To arrive at taxable income on IIT, below personal relief should be accounted for which any suitable case by case:
(1) Personal Exemptions
For the year 2019, to arrive at the taxable income, a total of NT$ 88,000 per taxpayer would be relieved from the assessable income. In the case of taxpayer had arrived at the age of 70, personal relief will be amounted to NT$ 132,000 per person for the year and afterwards.
(2) General Deductions and Special Deductions
On top of personal exemptions as item A mentioned, a list of general deduction or special deduction had been is in place for the relief of taxpayer’s burden.
Effort of collecting the evidence to support the special deductions is in beneficial for taxpayer if in the case that the sum of special deduction had exceeded the general deduction.
|Deduction for Taxpayer for the Year of Assessment 2019|
|Item||Deductible Amount (TWD)|
|General Personal Deduction||Single Assessment||NT$120,000 per assessment|
|Join Assessment with Partner||NT$180,000 per assessment|
|Itemised deduction||Donations||Except for donation to Ministry of National Defenses; Contribution for troop-cheer; or any Other contribution to the Ministry, an amount dose not exceeding 20% of consolidated assessable income for the year shall be relieved.|
|Insurance Premiums||Limited to NT$24,000 per person, does not included contribution to National Health Insurance (NHI).|
|Medical and Childbirth Expenses||Any non- insurance covered expenses to clinic, hospital had been authorised by NHI or public hospitals.|
|Natural Disaster Damages||Any non-insurance covered losses incurred.|
|Interest on Housing Mortgage||Up to NT$300,000 per assessment per household.|
|Housing Rental||Up to NT$120,000 per assessment per non-business nature household.|
(2) General Deductions and Special Deductions—Cont’d
|Deduction for taxpayer for the year of assessment 2019—Cont’d|
|Special Deduction||Loss on Property Transaction||Loss claimed for the year shall not exceed the same income generated for the year.|
|Salary and Wages Deduction||Total annual salaries and wages received shall be allowed for deduction up to maximum NT$270,000|
|Saving and Investment Deduction||A maximum deductible saving and investment deduction amount shall not exceed NT$270,000 except for interest received from postal pass-book saving provisioned under Section 36 of Post Saving and Remittance Act.|
|Disable Deduction||Any tax person who had defined as patient under The Mental Health Act, may have a deduction of NT$ 200,000.|
|Education Deduction||A maximum up to NT$25,000 per dependent child of taxpayer which is not included attended:-
(1) National Open University (NOU)
(2) Vocational University
(3) The first 3 years of the 5 years Vocational University
(4) Those who accepted government education subsidies
|Pre-school Children Deduction*||A tax person who borne a children which is under or equal to 5 years old, NT$ 120,000 per child per year will be deducted.|
|Long-term Care Deduction*||Total amount up to NT$ 120,000 per year per assessment for any taxpayer which have elderly dependence who mentally or physically incapacity and required long term care defined by Ministry of Health and Welfare.|
There are special exceptional who a taxpayer is non-qualified for the claim as marked * above.
(3) Progression Tax Rate
The progression tax rate that a tax residence shall be refer to for the calculation on tax payable in year 2019:
|Progressive Tax Rate system for the year 2019|
|Net Taxable Income (TWD)||Tax rate||Progressive Difference (TWD)|
|0 ~ 540,000||5%||0|
|540,001 ~ 1,210,000||12%||37,800|
|1,210,001 ~ 2,420,000||20%||134,600|
|2,420,001 ~ 4,530,000||30%||376,600|
|4,530,001 and above||40%||829,600|
Any foreign individual who is not domicile and is not residence in Taiwan for at least 183 days in the tax assessment year is not considered as tax residence for the year of assessment.

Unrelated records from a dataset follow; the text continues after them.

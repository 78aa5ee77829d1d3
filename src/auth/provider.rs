//! Auth Session Provider
//!
//! Leptos wiring for [`AuthSession`]: the provider mirrors session state into
//! a signal, starts initialization on mount, tears the session down on
//! cleanup and hands descendants a typed [`AuthContext`].

use std::rc::Rc;

use auth0_spa::{
    Auth0Client, ClientOptions, IdTokenClaims, IdentityClient, LoginOptions, LogoutOptions,
    TokenOptions, UserProfile,
};
use leptos::prelude::*;
use leptos::task::spawn_local;
use serde_json::Value;
use wasm_bindgen::JsValue;

use super::session::{AuthSession, SessionState};
use crate::errors::AppError;

/// Auth session handle shared through Leptos context
#[derive(Clone, Copy)]
pub struct AuthContext {
    state: RwSignal<SessionState>,
    session: StoredValue<Rc<AuthSession>, LocalStorage>,
}

impl AuthContext {
    fn new(session: Rc<AuthSession>, state: RwSignal<SessionState>) -> Self {
        Self {
            state,
            session: StoredValue::new_local(session),
        }
    }

    /// A fresh session whose published state drives the context's signal
    pub(super) fn connected() -> (Self, Rc<AuthSession>) {
        let state = RwSignal::new(SessionState::default());
        let session = Rc::new(AuthSession::new(move |next: &SessionState| {
            state.set(next.clone());
        }));
        (Self::new(Rc::clone(&session), state), session)
    }

    /// Context used when no provider is mounted; every action fails
    fn detached() -> Self {
        let state = RwSignal::new(SessionState {
            loading: false,
            ..SessionState::default()
        });
        Self::new(Rc::new(AuthSession::new(|_| {})), state)
    }

    // ========================
    // Reactive getters
    // ========================

    pub fn is_authenticated(&self) -> Option<bool> {
        self.state.with(|s| s.is_authenticated)
    }

    pub fn user(&self) -> Option<UserProfile> {
        self.state.with(|s| s.user.clone())
    }

    pub fn loading(&self) -> bool {
        self.state.with(|s| s.loading)
    }

    pub fn popup_open(&self) -> bool {
        self.state.with(|s| s.popup_open)
    }

    pub fn error(&self) -> Option<AppError> {
        self.state.with(|s| s.error.clone())
    }

    // ========================
    // Actions
    // ========================

    fn session(&self) -> Rc<AuthSession> {
        self.session.get_value()
    }

    pub async fn login_with_popup(&self, options: LoginOptions) -> Result<(), AppError> {
        self.session().login_with_popup(&options).await
    }

    pub async fn login_with_redirect(&self, options: LoginOptions) -> Result<(), AppError> {
        self.session().login_with_redirect(&options).await
    }

    pub async fn get_token_silently(&self, options: TokenOptions) -> Result<String, AppError> {
        self.session().get_token_silently(&options).await
    }

    pub async fn logout(&self, options: LogoutOptions) -> Result<(), AppError> {
        self.session().logout(&options).await
    }

    /// Access token for API calls; `None` when signed out or the token lookup fails
    pub async fn bearer_token(&self) -> Option<String> {
        if self.state.with_untracked(|s| s.is_authenticated) != Some(true) {
            return None;
        }
        match self.get_token_silently(TokenOptions::default()).await {
            Ok(token) => Some(token),
            Err(err) => {
                tracing::warn!(error = %err, "could not acquire access token");
                None
            }
        }
    }
}

// The pages use the login/logout half of the context; these are for
// descendants that need ID token claims, consent popups or manual redirects.
#[allow(dead_code)]
impl AuthContext {
    pub async fn handle_redirect_callback(&self) -> Result<(), AppError> {
        self.session().handle_redirect_callback().await
    }

    pub async fn get_id_token_claims(
        &self,
        options: TokenOptions,
    ) -> Result<Option<IdTokenClaims>, AppError> {
        self.session().get_id_token_claims(&options).await
    }

    pub async fn get_tokens_with_popup(&self, options: TokenOptions) -> Result<String, AppError> {
        self.session().get_tokens_with_popup(&options).await
    }
}

/// Provides the auth context and initializes the session once on mount.
///
/// Without `on_redirect_callback` the query string is stripped from the
/// address bar after a redirect login.
#[component]
pub fn AuthSessionProvider(
    #[prop(into)] options: ClientOptions,
    #[prop(optional, into)] on_redirect_callback: Option<Callback<Option<Value>>>,
    children: Children,
) -> impl IntoView {
    let (auth, session) = AuthContext::connected();
    provide_context(auth);

    let teardown = session.teardown_handle();
    on_cleanup(move || teardown.teardown());

    spawn_local(async move {
        let query = current_query();
        session
            .initialize(connect_client(options), &query, move |app_state| {
                match on_redirect_callback {
                    Some(callback) => callback.run(app_state),
                    None => strip_query_from_url(),
                }
            })
            .await;
    });

    view! { {children()} }
}

/// Returns the current auth context or a detached fallback.
pub fn use_auth() -> AuthContext {
    use_context::<AuthContext>().unwrap_or_else(AuthContext::detached)
}

async fn connect_client(options: ClientOptions) -> Result<Rc<dyn IdentityClient>, AppError> {
    let client: Rc<dyn IdentityClient> = Rc::new(Auth0Client::connect(&options).await?);
    Ok(client)
}

fn current_query() -> String {
    web_sys::window()
        .and_then(|window| window.location().search().ok())
        .unwrap_or_default()
}

/// Replace the URL with its bare path, without reloading
fn strip_query_from_url() {
    let Some(window) = web_sys::window() else {
        return;
    };
    let title = window.document().map(|d| d.title()).unwrap_or_default();
    let Ok(path) = window.location().pathname() else {
        return;
    };
    let replaced = window.history().and_then(|history| {
        history.replace_state_with_url(&JsValue::from(js_sys::Object::new()), &title, Some(&path))
    });
    if let Err(err) = replaced {
        tracing::warn!(error = ?err, "could not clean up redirect URL");
    }
}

A non-residence taxpayer will not be allowed for claiming deduction or exemption to derived at the tax payable amount for the year of assessment that the taxpayer have sourced income from Taiwan. In the taxable period a non-tax residence individual, is subjected to withholding tax rate average at 20% of income sourced from Taiwan.
Major categories differ a non-residence withholding tax obligation:-
(1) Residence in Taiwan Less than 90 Days
A foreign individual who stays in Taiwan less than 90 days in an assessable period, earnings source from Taiwan will be subjected for withholding tax by its employer such as 18% (6% under limited circumstances) for salaries and wages, and non-allowed for any deduction or exemption.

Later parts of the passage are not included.